Checkpoint: [link](anonymous-link-will-be-released-after-acceptance)  
To run this downloaded model, in [`dipper_paraphrases/paraphrase_minimal.py`](dipper_paraphrases/paraphrase_minimal.py), uncomment the line `dp = DipperParaphraser(model="...")` and specify your model checkpoint path.

*SIM model*

You could optionally download the SIM model from Wieting et al. 2021 for calculating semantic similarity of the paraphrased outputs.
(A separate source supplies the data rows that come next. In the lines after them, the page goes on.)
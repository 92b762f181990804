//! Configuration for the platform connection.

use std::time::Duration;

use serde::Deserialize;

/// Domain root of the production platform deployment.
pub const DEFAULT_ROOT: &str = "saasapi.com";

/// Domain root of the developer sandbox deployment.
pub const DEVELOPER_ROOT: &str = "developer.saasapi.com";

const DEFAULT_SCHEME: &str = "http://";
const DEFAULT_DOMAIN_SEPARATOR: &str = ".";
const DEFAULT_HTTP_TIMEOUT_MS: u64 = 30_000;

/// Connection configuration.
///
/// The defaults target the production platform; point `root` at
/// [`DEVELOPER_ROOT`] (or a test server) to talk to another deployment.
#[derive(Debug, Clone, Deserialize)]
#[serde(default, deny_unknown_fields)]
pub struct PlatformConfig {
    /// URL scheme prepended to every constructed URL.
    pub scheme: String,
    /// Domain root of the platform deployment.
    pub root: String,
    /// Separator between a partner slug and the platform root.
    pub domain_separator: String,
    /// Timeout for every remote call, in milliseconds.
    pub http_timeout_ms: u64,
}

impl Default for PlatformConfig {
    fn default() -> Self {
        Self {
            scheme: DEFAULT_SCHEME.to_owned(),
            root: DEFAULT_ROOT.to_owned(),
            domain_separator: DEFAULT_DOMAIN_SEPARATOR.to_owned(),
            http_timeout_ms: DEFAULT_HTTP_TIMEOUT_MS,
        }
    }
}

impl PlatformConfig {
    /// Configuration for the developer sandbox deployment.
    #[must_use]
    pub fn developer() -> Self {
        Self {
            root: DEVELOPER_ROOT.to_owned(),
            ..Self::default()
        }
    }

    /// Whether `host` belongs to the platform's own deployment.
    ///
    /// True for the root itself and for any instance hosted under it
    /// (`foo.saasapi.com`); an unrelated domain that merely embeds the root
    /// string does not match.
    #[must_use]
    pub fn is_platform_host(&self, host: &str) -> bool {
        host == self.root
            || host
                .strip_suffix(&self.root)
                .is_some_and(|prefix| prefix.ends_with(&self.domain_separator))
    }

    /// The remote-call timeout as a [`Duration`].
    #[must_use]
    pub fn http_timeout(&self) -> Duration {
        Duration::from_millis(self.http_timeout_ms)
    }
}
//! Domain models for the SaaS platform SDK.
//!
//! Platform records cross the backend boundary as loosely-typed
//! [`ResourceObject`]s: an ordered map from field name to a tagged
//! [`ResourceValue`]. Both backends (in-process rows and decoded JSON
//! bodies) produce the same shape, so callers never branch on the transport.

use std::fmt;

use base64::prelude::{BASE64_STANDARD, Engine as _};
use indexmap::IndexMap;
use md5::{Digest, Md5};
use serde::{Deserialize, Serialize};
use serde_json::Value;

/// Partner credential identifying the app to the platform.
///
/// Immutable after construction. The pair doubles as a record filter on the
/// in-process path and as HTTP Basic-auth material on the remote path; no
/// validation happens here - a malformed credential surfaces downstream as
/// an authentication failure, not as a constructor error.
#[derive(Clone, PartialEq, Eq)]
pub struct Credential {
    key: String,
    secret: String,
}

impl Credential {
    /// Create a credential from an API key/secret pair.
    pub fn new(key: impl Into<String>, secret: impl Into<String>) -> Self {
        Self {
            key: key.into(),
            secret: secret.into(),
        }
    }

    /// The API key.
    #[must_use]
    pub fn key(&self) -> &str {
        &self.key
    }

    /// The API secret.
    #[must_use]
    pub fn secret(&self) -> &str {
        &self.secret
    }

    /// Hex MD5 digest of the key.
    ///
    /// This is the value the platform echoes back in the signed redirect of
    /// the SSO handshake. A peer who knows the partner's public key can
    /// forge it - a known weakness of the platform's handshake contract,
    /// kept as-is for wire compatibility.
    #[must_use]
    pub fn key_digest(&self) -> String {
        hex::encode(Md5::digest(self.key.as_bytes()))
    }

    /// `base64(key:secret)` for the Basic-auth header of the remote path.
    #[must_use]
    pub fn basic_token(&self) -> String {
        BASE64_STANDARD.encode(format!("{}:{}", self.key, self.secret))
    }
}

impl fmt::Debug for Credential {
    fn fmt(&self, f: &mut fmt::Formatter<'_>) -> fmt::Result {
        f.debug_struct("Credential")
            .field("key", &self.key)
            .field("secret", &"<redacted>")
            .finish()
    }
}

/// A single field value of a platform record.
///
/// Serde-transparent: serializes to the plain JSON value, deserializes from
/// any JSON body the platform returns.
#[derive(Debug, Clone, PartialEq, Serialize, Deserialize)]
#[serde(untagged)]
pub enum ResourceValue {
    /// JSON `null`.
    Null,
    /// JSON boolean.
    Bool(bool),
    /// JSON number (integral or floating).
    Number(serde_json::Number),
    /// JSON string.
    String(String),
    /// JSON array.
    List(Vec<ResourceValue>),
    /// Nested record.
    Object(ResourceObject),
}

impl ResourceValue {
    /// Borrow as a string, if this is a string.
    #[must_use]
    pub fn as_str(&self) -> Option<&str> {
        match self {
            Self::String(s) => Some(s),
            _ => None,
        }
    }

    /// Read as an `i64`, if this is an integral number.
    #[must_use]
    pub fn as_i64(&self) -> Option<i64> {
        match self {
            Self::Number(n) => n.as_i64(),
            _ => None,
        }
    }

    /// Read as an `f64`, if this is a number.
    #[must_use]
    pub fn as_f64(&self) -> Option<f64> {
        match self {
            Self::Number(n) => n.as_f64(),
            _ => None,
        }
    }

    /// Read as a boolean, if this is a boolean.
    #[must_use]
    pub fn as_bool(&self) -> Option<bool> {
        match self {
            Self::Bool(b) => Some(*b),
            _ => None,
        }
    }

    /// Borrow as a nested record, if this is one.
    #[must_use]
    pub fn as_object(&self) -> Option<&ResourceObject> {
        match self {
            Self::Object(o) => Some(o),
            _ => None,
        }
    }

    /// Borrow as a list of values, if this is one.
    #[must_use]
    pub fn as_list(&self) -> Option<&[ResourceValue]> {
        match self {
            Self::List(items) => Some(items),
            _ => None,
        }
    }

    /// Whether this is JSON `null`.
    #[must_use]
    pub fn is_null(&self) -> bool {
        matches!(self, Self::Null)
    }
}

impl From<Value> for ResourceValue {
    fn from(value: Value) -> Self {
        match value {
            Value::Null => Self::Null,
            Value::Bool(b) => Self::Bool(b),
            Value::Number(n) => Self::Number(n),
            Value::String(s) => Self::String(s),
            Value::Array(items) => Self::List(items.into_iter().map(Into::into).collect()),
            Value::Object(map) => Self::Object(
                map.into_iter()
                    .map(|(name, value)| (name, ResourceValue::from(value)))
                    .collect(),
            ),
        }
    }
}

impl From<&str> for ResourceValue {
    fn from(value: &str) -> Self {
        Self::String(value.to_owned())
    }
}

impl From<String> for ResourceValue {
    fn from(value: String) -> Self {
        Self::String(value)
    }
}

impl From<bool> for ResourceValue {
    fn from(value: bool) -> Self {
        Self::Bool(value)
    }
}

impl From<i64> for ResourceValue {
    fn from(value: i64) -> Self {
        Self::Number(value.into())
    }
}

/// A loosely-typed platform record.
///
/// Field order matches the order the backend produced, and reading an
/// absent field is not an error - `get` returns `None`. The only mutation
/// entry points are construction and explicit [`set`](Self::set) for
/// caller-side enrichment.
#[derive(Debug, Clone, Default, PartialEq, Serialize, Deserialize)]
#[serde(transparent)]
pub struct ResourceObject {
    fields: IndexMap<String, ResourceValue>,
}

impl ResourceObject {
    /// An empty record.
    ///
    /// Absent rows and degraded remote reads both produce this, by design:
    /// callers see one "nothing there" shape.
    #[must_use]
    pub fn new() -> Self {
        Self::default()
    }

    /// Build from a decoded JSON value.
    ///
    /// Anything but a JSON object (including `null`) produces an empty
    /// record. Note that going through [`serde_json::Value`] does not
    /// preserve key order; deserialize into `ResourceObject` directly when
    /// order matters.
    #[must_use]
    pub fn from_value(value: Value) -> Self {
        match ResourceValue::from(value) {
            ResourceValue::Object(object) => object,
            _ => Self::new(),
        }
    }

    /// Build from raw `(name, value)` pairs, preserving their order.
    pub fn from_pairs(pairs: impl IntoIterator<Item = (String, Value)>) -> Self {
        pairs
            .into_iter()
            .map(|(name, value)| (name, ResourceValue::from(value)))
            .collect()
    }

    /// Look up a field.
    #[must_use]
    pub fn get(&self, name: &str) -> Option<&ResourceValue> {
        self.fields.get(name)
    }

    /// Look up a string field.
    #[must_use]
    pub fn get_str(&self, name: &str) -> Option<&str> {
        self.get(name).and_then(ResourceValue::as_str)
    }

    /// Look up an integral field.
    #[must_use]
    pub fn get_i64(&self, name: &str) -> Option<i64> {
        self.get(name).and_then(ResourceValue::as_i64)
    }

    /// Look up a boolean field.
    #[must_use]
    pub fn get_bool(&self, name: &str) -> Option<bool> {
        self.get(name).and_then(ResourceValue::as_bool)
    }

    /// Assign a field, appending it when new.
    pub fn set(&mut self, name: impl Into<String>, value: impl Into<ResourceValue>) {
        self.fields.insert(name.into(), value.into());
    }

    /// Number of fields.
    #[must_use]
    pub fn len(&self) -> usize {
        self.fields.len()
    }

    /// Whether the record has no fields.
    #[must_use]
    pub fn is_empty(&self) -> bool {
        self.fields.is_empty()
    }

    /// Iterate over fields in record order.
    pub fn iter(&self) -> impl Iterator<Item = (&str, &ResourceValue)> {
        self.fields.iter().map(|(name, value)| (name.as_str(), value))
    }
}

impl FromIterator<(String, ResourceValue)> for ResourceObject {
    fn from_iter<I: IntoIterator<Item = (String, ResourceValue)>>(iter: I) -> Self {
        Self {
            fields: iter.into_iter().collect(),
        }
    }
}

/// An ordered list of platform records.
///
/// Built eagerly from the backend's raw list, never mutated afterwards, and
/// re-iterable from the start on every pass.
#[derive(Debug, Clone, Default, PartialEq, Serialize, Deserialize)]
#[serde(transparent)]
pub struct ResourceCollection {
    items: Vec<ResourceObject>,
}

impl ResourceCollection {
    /// An empty collection.
    #[must_use]
    pub fn new() -> Self {
        Self::default()
    }

    /// Build from a decoded JSON value; anything but an array is empty.
    #[must_use]
    pub fn from_value(value: Value) -> Self {
        match value {
            Value::Array(items) => items.into_iter().map(ResourceObject::from_value).collect(),
            _ => Self::new(),
        }
    }

    /// Number of records.
    #[must_use]
    pub fn len(&self) -> usize {
        self.items.len()
    }

    /// Whether the collection holds no records.
    #[must_use]
    pub fn is_empty(&self) -> bool {
        self.items.is_empty()
    }

    /// The first record, if any.
    #[must_use]
    pub fn first(&self) -> Option<&ResourceObject> {
        self.items.first()
    }

    /// Record at `index`.
    #[must_use]
    pub fn get(&self, index: usize) -> Option<&ResourceObject> {
        self.items.get(index)
    }

    /// Iterate over records in received order.
    pub fn iter(&self) -> std::slice::Iter<'_, ResourceObject> {
        self.items.iter()
    }
}

impl FromIterator<ResourceObject> for ResourceCollection {
    fn from_iter<I: IntoIterator<Item = ResourceObject>>(iter: I) -> Self {
        Self {
            items: iter.into_iter().collect(),
        }
    }
}

impl IntoIterator for ResourceCollection {
    type Item = ResourceObject;
    type IntoIter = std::vec::IntoIter<ResourceObject>;

    fn into_iter(self) -> Self::IntoIter {
        self.items.into_iter()
    }
}

impl<'a> IntoIterator for &'a ResourceCollection {
    type Item = &'a ResourceObject;
    type IntoIter = std::slice::Iter<'a, ResourceObject>;

    fn into_iter(self) -> Self::IntoIter {
        self.items.iter()
    }
}

#[cfg(test)]
mod tests {
    use super::*;
    use serde_json::json;

    #[test]
    fn credential_exposes_key_and_secret() {
        let credential = Credential::new("some-key", "s0m3s3cr3t");
        assert_eq!(credential.key(), "some-key");
        assert_eq!(credential.secret(), "s0m3s3cr3t");
    }

    #[test]
    fn credential_key_digest_is_hex_md5() {
        let credential = Credential::new("some-key", "s0m3s3cr3t");
        assert_eq!(credential.key_digest(), "e5bc329a672e042b6b7462b4d3250f8d");
    }

    #[test]
    fn credential_basic_token_encodes_key_colon_secret() {
        let credential = Credential::new("some-key", "s0m3s3cr3t");
        assert_eq!(credential.basic_token(), "c29tZS1rZXk6czBtM3MzY3IzdA==");
    }

    #[test]
    fn credential_debug_redacts_secret() {
        let credential = Credential::new("some-key", "s0m3s3cr3t");
        let rendered = format!("{credential:?}");
        assert!(rendered.contains("some-key"));
        assert!(!rendered.contains("s0m3s3cr3t"));
    }

    #[test]
    fn object_preserves_field_order() {
        let object = ResourceObject::from_pairs([
            ("zulu".to_owned(), json!(1)),
            ("alpha".to_owned(), json!(2)),
            ("mike".to_owned(), json!(3)),
        ]);
        let names: Vec<&str> = object.iter().map(|(name, _)| name).collect();
        assert_eq!(names, ["zulu", "alpha", "mike"]);
    }

    #[test]
    fn object_absent_field_reads_as_none() {
        let object = ResourceObject::from_value(json!({"slug": "foo"}));
        assert_eq!(object.get_str("slug"), Some("foo"));
        assert!(object.get("no_such_field").is_none());
        assert!(object.get_str("no_such_field").is_none());
    }

    #[test]
    fn object_supports_caller_enrichment() {
        let mut object = ResourceObject::from_value(json!({"id": 1}));
        object.set("active_plan", "startup");
        assert_eq!(object.get_str("active_plan"), Some("startup"));
        assert_eq!(object.get_i64("id"), Some(1));
    }

    #[test]
    fn object_from_non_object_value_is_empty() {
        assert!(ResourceObject::from_value(json!(null)).is_empty());
        assert!(ResourceObject::from_value(json!("oops")).is_empty());
        assert!(ResourceObject::from_value(json!([1, 2])).is_empty());
    }

    #[test]
    fn object_deserializes_nested_values() {
        let object: ResourceObject = serde_json::from_str(
            r#"{"id": 7, "owner": {"name": "ama"}, "tags": ["a", "b"], "gone": null}"#,
        )
        .expect("valid body");
        assert_eq!(object.get_i64("id"), Some(7));
        let owner = object.get("owner").and_then(ResourceValue::as_object);
        assert_eq!(owner.and_then(|o| o.get_str("name")), Some("ama"));
        let tags = object.get("tags").and_then(ResourceValue::as_list);
        assert_eq!(tags.map(|items| items.len()), Some(2));
        assert!(object.get("gone").is_some_and(ResourceValue::is_null));
    }

    #[test]
    fn collection_keeps_received_order_and_reiterates() {
        let collection = ResourceCollection::from_value(json!([
            {"id": 3}, {"id": 1}, {"id": 2}
        ]));
        let first_pass: Vec<i64> = collection.iter().filter_map(|o| o.get_i64("id")).collect();
        let second_pass: Vec<i64> = collection.iter().filter_map(|o| o.get_i64("id")).collect();
        assert_eq!(first_pass, [3, 1, 2]);
        assert_eq!(first_pass, second_pass);
        assert_eq!(collection.first().and_then(|o| o.get_i64("id")), Some(3));
    }

    #[test]
    fn collection_from_non_array_value_is_empty() {
        assert!(ResourceCollection::from_value(json!({"id": 1})).is_empty());
        assert!(ResourceCollection::from_value(json!(null)).is_empty());
    }
}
Download the two files in [this link](anonymous-link-will-be-released-after-acceptance) and place them in [`dipper_paraphrases/sim`](dipper_paraphrases/sim).

**Verify DIPPER is working**

Please run the script [`dipper_paraphrases/paraphrase_minimal.py`](dipper_paraphrases/paraphrase_minimal.py) and compare the outputs with [`sample_outputs.md`](sample_outputs.md). The greedy decoded outputs should exactly match, while the top_p samples will have some differences from the sample outputs but have higher diversity.

**(IMPORTANT) paraphraser differences from paper**

There are two minor differences between the actual model and the paper's description:

1. Our model uses `<sent> ... </sent>` tags instead of `<p> ... </p>` tags.

2. The lexical and order diversity codes used by the actual model correspond to "similarity" rather than "diversity". For a diversity of X, please use the control code value `100 - X`. In other words, L60-O60 in the paper corresponds to `lex = 40, order = 40` as the control code input to the model.

This is all documented in our minimal sample script to run DIPPER, [`dipper_paraphrases/paraphrase_minimal.py`](dipper_paraphrases/paraphrase_minimal.py).

### Reproducing experiments in the paper

Dataset: Download the folders `open-generation-data` and `lfqa-data` from [this Google Drive link](anonymous-link-will-be-released-after-acceptance). Place them in your root folder. Reproducing the experiments in the paper has three steps. We have already done Step 1 and Step 2 and added preprocessed data to Google Drive link.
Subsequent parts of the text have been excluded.